(Collected data)
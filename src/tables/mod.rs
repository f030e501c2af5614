//! Table specifications and the built-in registry
//!
//! # Overview
//!
//! - `TableSpec` / `ParentLink` - static metadata describing one table
//! - the registry - an immutable, process-wide map built once at startup
//! - passthrough specs for custom entities with no registry entry
//!
//! The registry is read-only after construction; nothing mutates specs at
//! runtime.

mod catalog;
mod types;

pub use types::{normalize_column, ParentLink, TableSpec};

use once_cell::sync::Lazy;
use std::collections::HashMap;

static REGISTRY: Lazy<HashMap<String, TableSpec>> = Lazy::new(|| {
    catalog::default_specs()
        .into_iter()
        .map(|spec| (spec.name.clone(), spec))
        .collect()
});

/// The built-in table registry
pub fn registry() -> &'static HashMap<String, TableSpec> {
    &REGISTRY
}

/// Look up a built-in spec by name
pub fn get(name: &str) -> Option<&'static TableSpec> {
    REGISTRY.get(name)
}

/// Resolve a name into a spec: built-in when registered, passthrough
/// otherwise
pub fn resolve(name: &str) -> TableSpec {
    get(name).cloned().unwrap_or_else(|| TableSpec::passthrough(name))
}

/// Sorted names of all built-in tables
pub fn names() -> Vec<&'static str> {
    let mut names: Vec<_> = REGISTRY.keys().map(String::as_str).collect();
    names.sort_unstable();
    names
}
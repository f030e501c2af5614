//! Wire types for the Daktela API v6
//!
//! Every collection endpoint answers with the same envelope:
//! `{"result": {"data": [...], "total": N}}`. Filters travel as a single
//! query parameter in `field[op]=value` form.

use crate::types::{JsonValue, RawRecord};
use serde::Deserialize;

/// One filter condition applied to a collection endpoint
#[derive(Debug, Clone, PartialEq, Eq)]
pub struct Filter {
    /// Field to filter on
    pub field: String,
    /// Comparison operator (`gte`, `lt`, `eq`, ...)
    pub op: String,
    /// Serialized comparison value
    pub value: String,
}

impl Filter {
    /// Create a filter condition
    pub fn new(
        field: impl Into<String>,
        op: impl Into<String>,
        value: impl Into<String>,
    ) -> Self {
        Self {
            field: field.into(),
            op: op.into(),
            value: value.into(),
        }
    }

    /// Greater-or-equal condition
    pub fn gte(field: impl Into<String>, value: impl Into<String>) -> Self {
        Self::new(field, "gte", value)
    }

    /// Strictly-less condition
    pub fn lt(field: impl Into<String>, value: impl Into<String>) -> Self {
        Self::new(field, "lt", value)
    }
}

/// Encode filters into the API's `field[op]=value` form
pub fn encode_filters(filters: &[Filter]) -> String {
    filters
        .iter()
        .map(|f| format!("{}[{}]={}", f.field, f.op, f.value))
        .collect::<Vec<_>>()
        .join("&")
}

/// One fetched page: an ordered batch of raw records plus the total the API
/// reports for the whole filtered collection. Transient; dropped as soon as
/// its records are transformed.
#[derive(Debug, Clone, Default)]
pub struct Page {
    /// Records on this page
    pub records: Vec<RawRecord>,
    /// Total matching records, when the API reports it
    pub total: Option<u64>,
}

/// Response envelope for collection endpoints
#[derive(Debug, Deserialize)]
pub(super) struct Envelope {
    #[serde(default)]
    pub result: Option<EnvelopeResult>,
}

#[derive(Debug, Deserialize)]
pub(super) struct EnvelopeResult {
    #[serde(default)]
    pub data: Vec<JsonValue>,
    #[serde(default)]
    pub total: Option<u64>,
}

impl From<Envelope> for Page {
    fn from(envelope: Envelope) -> Self {
        let Some(result) = envelope.result else {
            return Self::default();
        };

        let records = result
            .data
            .into_iter()
            .filter_map(|value| match value {
                JsonValue::Object(map) => Some(map),
                _ => None,
            })
            .collect();

        Self {
            records,
            total: result.total,
        }
    }
}
//! Extraction engine
//!
//! Runs an ordered plan table by table: pages stream out of the fetcher,
//! every record passes through the transformer, every row goes straight to
//! the sink. Nothing holds a table's full result set; the only per-table
//! state the engine keeps across the stream are the parent ids that child
//! tables will fan out over.
//!
//! Tables run sequentially in plan order, so a child never starts before its
//! parent has finished and flushed. Any table failure aborts the whole run;
//! downstream tables would otherwise extract against incomplete parents.

mod types;

pub use types::{EngineConfig, ExtractionStats, RunState};

use crate::client::{DaktelaClient, Filter};
use crate::daterange::API_DATETIME_FORMAT;
use crate::error::{Result, ResultExt};
use crate::keygen;
use crate::sink::TableSink;
use crate::tables::TableSpec;
use crate::transform::{record_field, RecordTransformer};
use std::collections::{HashMap, HashSet};
use std::time::Instant;
use tracing::{info, warn};

/// Streams an extraction plan through transform into a sink
pub struct Engine<'a> {
    client: &'a DaktelaClient,
    sink: &'a dyn TableSink,
    config: EngineConfig,
    stats: ExtractionStats,
    parent_ids: HashMap<String, Vec<String>>,
    parent_seen: HashMap<String, HashSet<String>>,
}

impl<'a> Engine<'a> {
    /// Create an engine over an authenticated client and a sink
    pub fn new(client: &'a DaktelaClient, sink: &'a dyn TableSink, config: EngineConfig) -> Self {
        Self {
            client,
            sink,
            config,
            stats: ExtractionStats::default(),
            parent_ids: HashMap::new(),
            parent_seen: HashMap::new(),
        }
    }

    /// Statistics collected so far
    pub fn stats(&self) -> &ExtractionStats {
        &self.stats
    }

    /// Run the plan to completion.
    ///
    /// Specs must already be in dependency order (see `plan::plan`); the
    /// first failing table aborts the run.
    pub async fn run(&mut self, specs: &[TableSpec]) -> Result<ExtractionStats> {
        let start = Instant::now();

        // Parents whose ids must be collected while they stream, keyed to
        // the column the children address them by
        let tracked: HashMap<String, String> = specs
            .iter()
            .filter_map(|s| {
                s.parent
                    .as_ref()
                    .map(|p| (p.table.clone(), p.key_column.clone()))
            })
            .collect();

        for spec in specs {
            let result = if spec.is_child() {
                self.extract_child_table(spec).await
            } else {
                self.extract_table(spec, tracked.get(&spec.name).map(String::as_str))
                    .await
            };
            result.with_context(|| format!("table {}", spec.name))?;
            self.stats.add_table();
        }

        self.stats.set_duration(start.elapsed());
        info!(
            "Extraction finished: {} tables, {} rows, {} pages in {}ms",
            self.stats.tables_extracted,
            self.stats.rows_written,
            self.stats.pages_fetched,
            self.stats.duration_ms
        );
        Ok(self.stats.clone())
    }

    /// Extract one top-level table, optionally collecting parent ids for
    /// later child fan-out
    async fn extract_table(&mut self, spec: &TableSpec, track_key: Option<&str>) -> Result<()> {
        let start = Instant::now();
        info!("Table {}: started", spec.name);

        let filters = self.window_filters(spec);
        let server = self.config.server.clone();
        let transformer = RecordTransformer::new(&server, spec);
        let mut writer = self.sink.open(&spec.name, self.config.mode)?;

        let client = self.client;
        let mut fetcher =
            client.fetch_table(&spec.endpoint, &filters, &spec.columns, self.config.page_size);

        let mut rows_written = 0u64;
        let mut keyless = 0u64;

        while let Some(records) = fetcher.next_page().await? {
            self.stats.add_page();
            for record in &records {
                if let Some(key_column) = track_key {
                    match record_field(record, key_column) {
                        Some(id) => self.track_parent(&spec.name, id),
                        None => keyless += 1,
                    }
                }
                for row in transformer.transform(record, None) {
                    writer.write(&row)?;
                    rows_written += 1;
                }
            }
        }

        writer.close()?;
        self.stats.add_rows(rows_written);

        if keyless > 0 {
            warn!(
                "Table {}: {keyless} records without a usable key excluded from child fan-out",
                spec.name
            );
        }
        info!(
            "Table {}: finished. {rows_written} rows in {:?}",
            spec.name,
            start.elapsed()
        );
        Ok(())
    }

    /// Extract a child table, driven by the parent ids discovered during the
    /// parent's streaming pass
    async fn extract_child_table(&mut self, spec: &TableSpec) -> Result<()> {
        let Some(parent) = spec.parent.clone() else {
            return Ok(());
        };

        let start = Instant::now();
        let parent_ids = self
            .parent_ids
            .get(&parent.table)
            .cloned()
            .unwrap_or_default();

        if parent_ids.is_empty() {
            warn!("Table {}: no valid parent ids, skipping", spec.name);
            return Ok(());
        }

        info!(
            "Table {}: started. Fanning out over {} parent records",
            spec.name,
            parent_ids.len()
        );

        let server = self.config.server.clone();
        let transformer = RecordTransformer::new(&server, spec);
        let mut writer = self.sink.open(&spec.name, self.config.mode)?;

        let client = self.client;
        let mut rows_written = 0u64;

        for parent_id in &parent_ids {
            let parent_key = keygen::compound_key(&server, &[parent_id.as_str()]);
            let mut fetcher = client.fetch_children(
                &spec.endpoint,
                parent_id,
                &parent.segment,
                self.config.page_size,
            );

            while let Some(records) = fetcher.next_page().await? {
                self.stats.add_page();
                for record in &records {
                    for row in transformer.transform(record, Some(&parent_key)) {
                        writer.write(&row)?;
                        rows_written += 1;
                    }
                }
            }
        }

        writer.close()?;
        self.stats.add_rows(rows_written);

        info!(
            "Table {}: finished. {rows_written} rows in {:?}",
            spec.name,
            start.elapsed()
        );
        Ok(())
    }

    /// Window filters for a date-filterable table; the window is half-open
    fn window_filters(&self, spec: &TableSpec) -> Vec<Filter> {
        let Some(field) = &spec.date_field else {
            return Vec::new();
        };
        let (from, to) = self.config.window;
        vec![
            Filter::gte(field, from.format(API_DATETIME_FORMAT).to_string()),
            Filter::lt(field, to.format(API_DATETIME_FORMAT).to_string()),
        ]
    }

    /// Remember a parent id once, keeping discovery order
    fn track_parent(&mut self, table: &str, id: String) {
        let seen = self.parent_seen.entry(table.to_string()).or_default();
        if seen.insert(id.clone()) {
            self.parent_ids.entry(table.to_string()).or_default().push(id);
        }
    }
}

## WHAT IS NEEDED
Say how many lines of the entries above include the string "aborts", giving the number and nothing else.

## ANSWER BOX
2